To use Transformer and BitsandBytes to load 4-bit models, you must install the accelerator and Transformer from source and install the current version of the BitsandBytes library (0.39.0). You can use the following command to achieve the above purpose:

pip install -q -U bitsandbytes
pip install -q -U git+https://github.com/huggingface/transformers.git
pip install -q -U git+https://github.com/huggingface/peft.git
pip install -q -U git+https://github.com/huggingface/accelerate.git

6. Getting Started with QLoRA

qlora.pyFunctions can be used to fine-tune and infer on a variety of data sets. Here are the basic commands for fine-tuning a baseline model on the Alpaca dataset:

python qlora.py --model_name_or_path <path_or_name>

For models larger than 13B, we recommend adjusting the learning rate:

python qlora.py –learning_rate 0.0001 --model_name_or_path <path_or_name>

6.1. Quantification

The quantization parameters are BitsandbytesConfigcontrolled by as follows:

• Enable 4-bit loading via load_in_4bit.

• bnb_4bit_compute_dtypeData type used for linear layer calculations.

• Nested quantization is bnb_4bit_use_double_quantenabled via .

• bnb_4bit_quant_typeSpecifies the data type used for quantification. Two quantized data types are supported: fp4(four-bit floating point) and nf4(regular four-bit floating point). We advocate its use nf4because it is theoretically optimal for normally distributed weights.

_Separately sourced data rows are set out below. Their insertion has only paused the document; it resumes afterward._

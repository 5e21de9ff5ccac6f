//! Router-level tests for authentication and role gating.
//!
//! These tests never reach the database: 401 and 403 are produced by the
//! middleware and the `AuthStaff` extractor before any handler body runs.

use axum::body::Body;
use axum::http::{Request, StatusCode, header::AUTHORIZATION};
use http_body_util::BodyExt;
use sea_orm::DatabaseConnection;
use std::sync::Arc;
use tower::ServiceExt;
use uuid::Uuid;

use aula_api::{AppState, create_router};
use aula_shared::{JwtConfig, JwtService, StaffRole};

fn test_state() -> AppState {
    AppState {
        db: Arc::new(DatabaseConnection::default()),
        jwt_service: Arc::new(JwtService::new(JwtConfig {
            secret: "test-secret".to_string(),
            access_token_expires_minutes: 15,
        })),
        receipts: None,
    }
}

fn token(state: &AppState, role: StaffRole) -> String {
    state
        .jwt_service
        .generate_access_token(Uuid::now_v7(), role)
        .expect("generate token")
}

#[tokio::test]
async fn test_health_is_public() {
    let app = create_router(test_state());

    let response = app
        .oneshot(
            Request::builder()
                .uri("/api/v1/health")
                .body(Body::empty())
                .unwrap(),
        )
        .await
        .unwrap();

    assert_eq!(response.status(), StatusCode::OK);

    let body = response.into_body().collect().await.unwrap().to_bytes();
    let json: serde_json::Value = serde_json::from_slice(&body).unwrap();
    assert_eq!(json["status"], "healthy");
}

#[tokio::test]
async fn test_treasury_requires_token() {
    let app = create_router(test_state());

    let response = app
        .oneshot(
            Request::builder()
                .uri("/api/v1/treasury/cash-pool")
                .body(Body::empty())
                .unwrap(),
        )
        .await
        .unwrap();

    assert_eq!(response.status(), StatusCode::UNAUTHORIZED);

    let body = response.into_body().collect().await.unwrap().to_bytes();
    let json: serde_json::Value = serde_json::from_slice(&body).unwrap();
    assert_eq!(json["error"], "missing_token");
}

#[tokio::test]
async fn test_malformed_token_is_rejected() {
    let app = create_router(test_state());

    let response = app
        .oneshot(
            Request::builder()
                .uri("/api/v1/treasury/cash-pool")
                .header(AUTHORIZATION, "Bearer not-a-jwt")
                .body(Body::empty())
                .unwrap(),
        )
        .await
        .unwrap();

    assert_eq!(response.status(), StatusCode::UNAUTHORIZED);

    let body = response.into_body().collect().await.unwrap().to_bytes();
    let json: serde_json::Value = serde_json::from_slice(&body).unwrap();
    assert_eq!(json["error"], "invalid_token");
}

#[tokio::test]
async fn test_viewer_role_is_forbidden() {
    let state = test_state();
    let viewer_token = token(&state, StaffRole::Viewer);
    let app = create_router(state);

    let response = app
        .oneshot(
            Request::builder()
                .uri("/api/v1/treasury/cash-pool")
                .header(AUTHORIZATION, format!("Bearer {viewer_token}"))
                .body(Body::empty())
                .unwrap(),
        )
        .await
        .unwrap();

    assert_eq!(response.status(), StatusCode::FORBIDDEN);

    let body = response.into_body().collect().await.unwrap().to_bytes();
    let json: serde_json::Value = serde_json::from_slice(&body).unwrap();
    assert_eq!(json["error"], "forbidden");
}

#[tokio::test]
async fn test_evidence_upload_without_storage_is_unavailable() {
    let state = test_state();
    let accountant_token = token(&state, StaffRole::Accountant);
    let app = create_router(state);

    let response = app
        .oneshot(
            Request::builder()
                .method("POST")
                .uri(format!(
                    "/api/v1/treasury/payments/{}/evidence",
                    Uuid::now_v7()
                ))
                .header(AUTHORIZATION, format!("Bearer {accountant_token}"))
                .header("Content-Type", "multipart/form-data; boundary=xxx")
                .body(Body::from("--xxx--\r\n"))
                .unwrap(),
        )
        .await
        .unwrap();

    assert_eq!(response.status(), StatusCode::SERVICE_UNAVAILABLE);

    let body = response.into_body().collect().await.unwrap().to_bytes();
    let json: serde_json::Value = serde_json::from_slice(&body).unwrap();
    assert_eq!(json["error"], "storage_not_configured");
}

model = AutoModelForCausalLM.from_pretrained(
        model_name_or_path='/name/or/path/to/your/model',
        load_in_4bit=True,
        device_map='auto',
        max_memory=max_memory,
        torch_dtype=torch.bfloat16,
        quantization_config=BitsAndBytesConfig(
            load_in_4bit=True,
            bnb_4bit_compute_dtype=torch.bfloat16,
            bnb_4bit_use_double_quant=True,
            bnb_4bit_quant_type='nf4'
        ),
    )

6.2. Paging optimizer

To handle the occasional situation where the GPU runs out of memory, QLoRA uses a paging optimizer that leverages NVIDIA's Unified Memory feature, which performs automatic page-to-page transfers between the CPU and GPU and functions similarly to regular memory between CPU RAM and GPU Pagination is very similar. disk. This feature is used to allocate paged memory for the optimizer state, then move it to CPU RAM when GPU memory is low, and move it back to GPU memory when needed.

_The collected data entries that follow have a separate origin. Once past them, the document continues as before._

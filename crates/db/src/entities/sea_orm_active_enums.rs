//! `SeaORM` active enums mapping the Postgres enum types.

use sea_orm::entity::prelude::*;
use serde::{Deserialize, Serialize};

/// Owner kind of a current account.
#[derive(Debug, Clone, PartialEq, Eq, EnumIter, DeriveActiveEnum, Serialize, Deserialize)]
#[sea_orm(rs_type = "String", db_type = "Enum", enum_name = "account_kind")]
#[serde(rename_all = "lowercase")]
pub enum AccountKind {
    /// Account of a guardian (pays for sessions).
    #[sea_orm(string_value = "guardian")]
    Guardian,
    /// Account of a tutor (is paid for sessions).
    #[sea_orm(string_value = "tutor")]
    Tutor,
}

/// What an obligation represents.
#[derive(Debug, Clone, PartialEq, Eq, EnumIter, DeriveActiveEnum, Serialize, Deserialize)]
#[sea_orm(rs_type = "String", db_type = "Enum", enum_name = "obligation_kind")]
#[serde(rename_all = "snake_case")]
pub enum ObligationKind {
    /// Charge to a guardian for a given session.
    #[sea_orm(string_value = "charge_session")]
    ChargeSession,
    /// Payout to a tutor for a given session.
    #[sea_orm(string_value = "payout_session")]
    PayoutSession,
}

/// Settlement state of an obligation.
#[derive(Debug, Clone, PartialEq, Eq, EnumIter, DeriveActiveEnum, Serialize, Deserialize)]
#[sea_orm(rs_type = "String", db_type = "Enum", enum_name = "obligation_state")]
#[serde(rename_all = "lowercase")]
pub enum ObligationState {
    /// Remaining balance above zero.
    #[sea_orm(string_value = "pending")]
    Pending,
    /// Remaining balance reached zero.
    #[sea_orm(string_value = "settled")]
    Settled,
}

/// Direction of a cash movement.
#[derive(Debug, Copy, Clone, PartialEq, Eq, EnumIter, DeriveActiveEnum, Serialize, Deserialize)]
#[sea_orm(rs_type = "String", db_type = "Enum", enum_name = "payment_direction")]
#[serde(rename_all = "lowercase")]
pub enum PaymentDirection {
    /// Cash collected from a guardian.
    #[sea_orm(string_value = "inflow")]
    Inflow,
    /// Cash paid out to a tutor.
    #[sea_orm(string_value = "outflow")]
    Outflow,
}

/// How a payment was made.
#[derive(Debug, Clone, PartialEq, Eq, EnumIter, DeriveActiveEnum, Serialize, Deserialize)]
#[sea_orm(rs_type = "String", db_type = "Enum", enum_name = "payment_method")]
#[serde(rename_all = "lowercase")]
pub enum PaymentMethod {
    /// Physical cash.
    #[sea_orm(string_value = "cash")]
    Cash,
    /// Bank transfer.
    #[sea_orm(string_value = "transfer")]
    Transfer,
    /// SINPE Movil.
    #[sea_orm(string_value = "sinpe")]
    Sinpe,
    /// Card payment.
    #[sea_orm(string_value = "card")]
    Card,
}

impl From<PaymentMethod> for aula_core::treasury::PaymentMethod {
    fn from(method: PaymentMethod) -> Self {
        match method {
            PaymentMethod::Cash => Self::Cash,
            PaymentMethod::Transfer => Self::Transfer,
            PaymentMethod::Sinpe => Self::Sinpe,
            PaymentMethod::Card => Self::Card,
        }
    }
}

impl From<aula_core::treasury::PaymentMethod> for PaymentMethod {
    fn from(method: aula_core::treasury::PaymentMethod) -> Self {
        match method {
            aula_core::treasury::PaymentMethod::Cash => Self::Cash,
            aula_core::treasury::PaymentMethod::Transfer => Self::Transfer,
            aula_core::treasury::PaymentMethod::Sinpe => Self::Sinpe,
            aula_core::treasury::PaymentMethod::Card => Self::Card,
        }
    }
}

/// Lifecycle state of a payment.
#[derive(Debug, Clone, PartialEq, Eq, EnumIter, DeriveActiveEnum, Serialize, Deserialize)]
#[sea_orm(rs_type = "String", db_type = "Enum", enum_name = "payment_state")]
#[serde(rename_all = "lowercase")]
pub enum PaymentState {
    /// Registered but not yet confirmed; excluded from the cash pool.
    #[sea_orm(string_value = "pending")]
    Pending,
    /// Confirmed; counted in the cash pool.
    #[sea_orm(string_value = "completed")]
    Completed,
    /// Confirmed and audited; counted in the cash pool.
    #[sea_orm(string_value = "verified")]
    Verified,
}

impl PaymentState {
    /// Returns true if the payment counts toward the cash pool.
    #[must_use]
    pub const fn is_confirmed(&self) -> bool {
        matches!(self, Self::Completed | Self::Verified)
    }
}

/// Terminal state of a tutoring session for one day.
#[derive(Debug, Clone, PartialEq, Eq, EnumIter, DeriveActiveEnum, Serialize, Deserialize)]
#[sea_orm(rs_type = "String", db_type = "Enum", enum_name = "session_state")]
#[serde(rename_all = "lowercase")]
pub enum SessionState {
    /// The session was given.
    #[sea_orm(string_value = "given")]
    Given,
    /// The session was cancelled for the day.
    #[sea_orm(string_value = "cancelled")]
    Cancelled,
}

impl From<SessionState> for aula_core::sessions::SessionState {
    fn from(state: SessionState) -> Self {
        match state {
            SessionState::Given => Self::Given,
            SessionState::Cancelled => Self::Cancelled,
        }
    }
}

impl From<aula_core::sessions::SessionState> for SessionState {
    fn from(state: aula_core::sessions::SessionState) -> Self {
        match state {
            aula_core::sessions::SessionState::Given => Self::Given,
            aula_core::sessions::SessionState::Cancelled => Self::Cancelled,
        }
    }
}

We can access the paging optimizer using the following parameters.

--optim paged_adamw_32bit

7. Use QLoRA to fine-tune LLaMA 2

Next we describe how to fine-tune the latest Llama-2-7b model on a single Google Colab and turn it into a chatbot. We will use the PEFT library in the Hugging Face ecosystem as well as QLoRA to achieve more efficient memory fine-tuning.

7.1. PEFT or parameter efficient fine-tuning

PEFT (Parameter Efficient Fine-Tuning) is a new open source library from Hugging Face that efficiently adapts pre-trained language models (PLM) to a variety of downstream applications without the need to fine-tune all model parameters. PEFT currently includes the following technologies:

• LoRA: low-order adaptation for large language models [8]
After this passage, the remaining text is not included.